Other notes on the recommendation:

  • The person is not required to accept treatment for their suffering.
  • Eligibility is determined by agreement of two physicians.  The report is silent on what happens when the doctors disagree.
  • The doctors must assess:
    • Competence (physical and social factors that interfere with decision-making;
    • The informed and voluntary nature of the decision;
    • whether the person is vulnerable to inducement to commit suicide.
  • Either assisted suicide or euthanasia is allowed.  But no information about how death will be caused is included in the recommendations.
  • What the recommendations don’t do.
    • There is no requirement that the person be unable to commit suicide without help.

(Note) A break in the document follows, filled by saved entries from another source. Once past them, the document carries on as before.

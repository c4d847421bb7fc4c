use crate::error::{LockError, Result};
use crate::lock::LockerConfig;
use std::future::Future;
use std::time::Duration;
use tokio::runtime::{Builder, Handle, Runtime};
use tokio::task::JoinHandle;
use tokio::time::Timeout;
use tracing::debug;

/// Background runtime owning the time driver used by expiration timers and
/// bounded waits, so that callers outside any async runtime can use them.
#[derive(Debug)]
pub(crate) struct TimerRuntime {
    runtime: Option<Runtime>,
    handle: Handle,
}

impl TimerRuntime {
    pub(crate) fn start(config: &LockerConfig) -> Result<Self> {
        let runtime = Builder::new_multi_thread()
            .worker_threads(config.timer_threads.max(1))
            .thread_name(config.timer_thread_name.clone())
            .enable_time()
            .build()
            .map_err(LockError::TimerRuntime)?;
        let handle = runtime.handle().clone();

        debug!(
            "Timer runtime started: {} ({} thread(s))",
            config.timer_thread_name, config.timer_threads
        );

        Ok(Self {
            runtime: Some(runtime),
            handle,
        })
    }

    /// Bound `future` by `duration`, measured on this runtime's clock.
    ///
    /// The returned future may be polled from any executor or a blocking thread.
    pub(crate) fn timeout<F: Future>(&self, duration: Duration, future: F) -> Timeout<F> {
        let _guard = self.handle.enter();
        tokio::time::timeout(duration, future)
    }

    /// Run `callback` once `delay` elapses unless the returned task is aborted first
    pub(crate) fn schedule<F>(&self, delay: Duration, callback: F) -> JoinHandle<()>
    where
        F: FnOnce() + Send + 'static,
    {
        self.handle.spawn(async move {
            tokio::time::sleep(delay).await;
            callback();
        })
    }
}

impl Drop for TimerRuntime {
    fn drop(&mut self) {
        // shutdown_background never blocks, so this is safe from async contexts
        if let Some(runtime) = self.runtime.take() {
            runtime.shutdown_background();
            debug!("Timer runtime stopped");
        }
    }
}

    • There are no provisions for accessibility to ensure effective communication in the application process; no scribes, interpreters, print materials in alternate formats, or communication technology.
    • No separate psycho-social evaluation is required to determine whether the person is “vulnerable to inducement to commit suicide”

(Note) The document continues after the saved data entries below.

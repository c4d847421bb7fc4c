use clap::{ArgAction, Parser, Subcommand};

#[derive(Parser, Debug)]
#[command(
    name = "keylock",
    version,
    about = "Exercise keyed, reference-counted in-process locks",
    long_about = None
)]
pub struct Args {
    #[command(subcommand)]
    pub command: Command,

    /// Verbose output (repeat for more detail)
    #[arg(short = 'v', action = ArgAction::Count, global = true)]
    pub verbose: u8,

    /// Suppress non-error output
    #[arg(short = 'q', long, conflicts_with = "verbose", global = true)]
    pub quiet: bool,

    /// Structured JSON output
    #[arg(long, global = true)]
    pub json: bool,
}

#[derive(Subcommand, Debug)]
pub enum Command {
    /// Hammer one key from many threads and verify mutual exclusion
    Stress {
        /// Key to contend on
        #[arg(short, long, default_value = "shared")]
        key: String,

        /// Number of worker threads
        #[arg(short, long, default_value_t = 50)]
        threads: usize,

        /// Acquire/release cycles per thread
        #[arg(short, long, default_value_t = 100)]
        iterations: usize,

        /// Upper bound of the random time each holder keeps the lock (e.g. "2ms")
        #[arg(long, value_name = "DURATION", default_value = "0ms")]
        hold: String,
    },

    /// Hold a key with an expiration and show a second caller getting it
    Expire {
        /// Key to lock
        #[arg(short, long, default_value = "x")]
        key: String,

        /// Expiration of the first holder (e.g. "1s", "inf")
        #[arg(short, long, value_name = "DURATION", default_value = "1s")]
        expiration: String,

        /// How long the second caller waits (e.g. "3s", "inf")
        #[arg(short, long, value_name = "DURATION", default_value = "3s")]
        timeout: String,
    },
}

    • There is no obligation that palliative care be available or provided to the person.
    • No provision is made for home access modifications or home-based personal assistance services to enable the person to age in place and avoid institutionalization or overburdening family carers.
    • There’s no mandate for peer counselling to deal with disability adjustment issues.
    • There is no requirement of a pre-existing relationship with the treating physician.
    • Administrative or judicial review of the eligibility determination are forbidden.
    • There is no oversight body recommended, nor indication of what information will be gathered for annual statistical reports.
    • There is no mechanism to enforce the requirement that physicians report assisted suicides or euthanasia they perform, especially where:
      • Assisted suicide, rather than euthanasia, is the method of choice;
      • The act is performed by a nurse or physician assistant.

THE LIBERALS BACK OFF FROM PARTY LINE ON ASSISTED SUICIDE

  • Contrary to what we told you last week, the iberals have back-tracked on their pledge to force a party-line vote on the assisted suicide bill … at least for the moment.